Manoel Joaquim era um senhor que morava em frente a nossa casa, no pequeno povoado de Limoeiro, município de Pão de Açúcar. A cabeça encanecida revelava avançados anos em sua vida de muito trabalho e sacrifícios. Carpinteiro por ofício e agricultor por necessidade, estava em seu segundo casamento, cujos filhos mais novos eram mais ou menos da minha idade.
Na sua oficina, instalada na própria residência, eu passava horas e mais horas a observá-lo na prática da sua arte. Muitas vezes os meninos o ajudavam em alguma tarefa. Naquele tempo as crianças, enquanto não estavam na escola, ajudavam os pais nos trabalhos da família. Nesse caso, em particular, por vezes via os meninos de seu Manoel ajudá-lo em alguma tarefa mais leve. Como naquele dia em que, para serrar ao meio uma enorme tora de madeira, contava com o apoio de um dos seus filhos. Apoiando o pau sobre um cavalete, seu Manoel manobrava a enorme serra na parte superior. Em baixo, Luiz segurava a outra extremidade, apenas aprumando o corte sobre a linha traçada a lápis. Eu e outras crianças, por volta dos nossos oito ou dez anos, ficávamos a observar o pó de serra cair sobre o chão de tijolo batido na enorme sala de visitas.
Seu Manoel, de vez em quando nos explicava um ou outro detalhe daquele trabalho. Em dado momento, enquanto nos via apalpar aquele pó de serra que precipitava a cada golpe dado sobre a madeira, comentou:
— Estão vendo, meninos, esse pó de serra aí? Muitas vezes, na Seca de 32, tive que comer isso porque não tinha dinheiro prá comprar farinha.
Por um instante paramos, estarrecidos. Seu Manoel falava da maior de todas as Secas vividas pelos nordestinos no Século XX. Pior do que aquela, só a Seca de 77, ainda no Século XIX.
Minha memória me leva a outro episódio.
Eu e um de seus filhos estávamos brincando quando, de repente, seu Manoel insurgiu na pequena sala. Tinha o semblante grave e ameaçador. Dirigiu-se ao filho em voz alta, alegando ter tomado conhecimento de que o mesmo cometera algum malfeito, coisa séria, que ele não tolerava e que, para tanto, lhe daria o merecido castigo.

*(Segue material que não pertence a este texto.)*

//! SAOL3D session runner.
//!
//! ```text
//! saol3d [--config <file.toml>]
//! saol3d [--config <file.toml>] gen-order <out.tsv> <n_trials> [seed]
//! ```

use std::fs;
use std::path::{Path, PathBuf};

use anyhow::{bail, Context, Result};
use rand::rngs::StdRng;
use rand::SeedableRng;
use saol_experiment::{AssetResolver, OrderSpec, OrderTable, SessionConfig};
use tracing_appender::non_blocking::WorkerGuard;
use tracing_subscriber::{fmt, layer::SubscriberExt, util::SubscriberInitExt, EnvFilter};

mod app;
mod sim;

use app::App;

const APP_ID: &str = "saol3d";

struct Args {
    config: Option<PathBuf>,
    command: Vec<String>,
}

fn parse_args(raw: impl IntoIterator<Item = String>) -> Result<Args> {
    let mut config = None;
    let mut command = Vec::new();
    let mut raw = raw.into_iter();
    while let Some(arg) = raw.next() {
        if arg == "--config" {
            let path = raw.next().context("--config needs a path")?;
            config = Some(PathBuf::from(path));
        } else {
            command.push(arg);
        }
    }
    Ok(Args { config, command })
}

fn data_dir(config: &SessionConfig) -> PathBuf {
    config
        .recording
        .data_dir
        .clone()
        .or_else(|| dirs_next::data_dir().map(|p| p.join(APP_ID)))
        .unwrap_or_else(|| PathBuf::from("data"))
}

fn init_logging(data_dir: &Path) -> WorkerGuard {
    let file = tracing_appender::rolling::daily(data_dir.join("logs"), "saol3d.log");
    let (writer, guard) = tracing_appender::non_blocking(file);
    tracing_subscriber::registry()
        .with(EnvFilter::try_from_default_env().unwrap_or_else(|_| EnvFilter::new("info,saol=debug")))
        .with(fmt::layer().with_writer(std::io::stderr))
        .with(fmt::layer().with_ansi(false).with_writer(writer))
        .init();
    guard
}

/// Draw a random order table from the images in the stimulus directory.
fn gen_order(config: &SessionConfig, args: &[String]) -> Result<()> {
    let (out, n_trials, seed) = match args {
        [out, n] => (out, n, None),
        [out, n, seed] => (out, n, Some(seed)),
        _ => bail!("usage: saol3d gen-order <out.tsv> <n_trials> [seed]"),
    };
    let out = Path::new(out);
    if out.exists() {
        bail!("{} already exists", out.display());
    }
    let n_trials: u32 = n_trials
        .parse()
        .with_context(|| format!("invalid trial count '{n_trials}'"))?;
    let mut rng = match seed {
        Some(seed) => StdRng::seed_from_u64(
            seed.parse()
                .with_context(|| format!("invalid seed '{seed}'"))?,
        ),
        None => StdRng::from_os_rng(),
    };

    let assets = AssetResolver::new(&config.assets.stimuli_dir, &config.assets.extension);
    let pool = assets.list_stimuli()?;
    let spec = OrderSpec {
        n_trials,
        ..OrderSpec::default()
    };
    let table = OrderTable::generate(&mut rng, &pool, &spec)?;
    table.write_tsv(out)?;
    tracing::info!(
        "Wrote {} trials x {} arms to {} from {} stimuli",
        table.n_trials(),
        table.n_arms(),
        out.display(),
        pool.len()
    );
    Ok(())
}

fn main() -> Result<()> {
    let args = parse_args(std::env::args().skip(1))?;
    let config = match &args.config {
        Some(path) => SessionConfig::load(path)
            .with_context(|| format!("Failed to load {}", path.display()))?,
        None => SessionConfig::default(),
    };

    let data_dir = data_dir(&config);
    fs::create_dir_all(&data_dir)
        .with_context(|| format!("Failed to create data directory {}", data_dir.display()))?;
    let _guard = init_logging(&data_dir);
    tracing::info!("Starting SAOL3D ({})", env!("CARGO_PKG_VERSION"));

    match args.command.first().map(String::as_str) {
        None => App::new(config, data_dir)?.run(),
        Some("gen-order") => gen_order(&config, &args.command[1..]),
        Some(other) => bail!("unknown command '{other}'"),
    }
}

De súbito, deixamos os brinquedos e nos voltamos para ele. O menino olhava para o pai aterrorizado. Nos olhos a expressão de medo. O pai prosseguia no ritual atemorizante: levou as mãos à cintura, desafivelando a velha cinta de couro cru. Quando já se dispunha a executar a sentença, num gesto desesperado, postei-me entre eles e supliquei:
— Seu Manoel, não bate nele não...
E o fiz sem qualquer esperança de ser atendido. Afinal, os pais daquele tempo recorriam a esses métodos com frequência com a maior naturalidade. Mas, qual não foi a minha surpresa quando, tocado pelas minhas palavras de menino e por um sentimento que eu, naquela idade não podia discernir, vi-o baixar a mão que ameaçava o meu colega e, soltando-o, anunciou:
— Hoje você escapa! Só não vou te dar uma surra daquelas porque seu amigo me pediu.
Deu de costas e saiu rapidamente. Refeitos do susto, logo voltamos à nossa brincadeira.
*** *** ***
Hoje, refletindo sobre aquele gesto, fico impressionado de como aquele homem rude, de hábitos tão conservadores, tenha tido uma atitude daquelas. Convenço-me de que ele o fizera não pelo simples fato de lhe ter pedido. Afinal, ele não devia qualquer satisfação a um pirralho como eu. Tendo mais a acreditar que evitou castigar o filho na minha presença para não constrangê-lo. Bater no filho para impor a sua autoridade de pai era uma coisa; surrá-lo diante de um parceiro de brincadeiras era outra.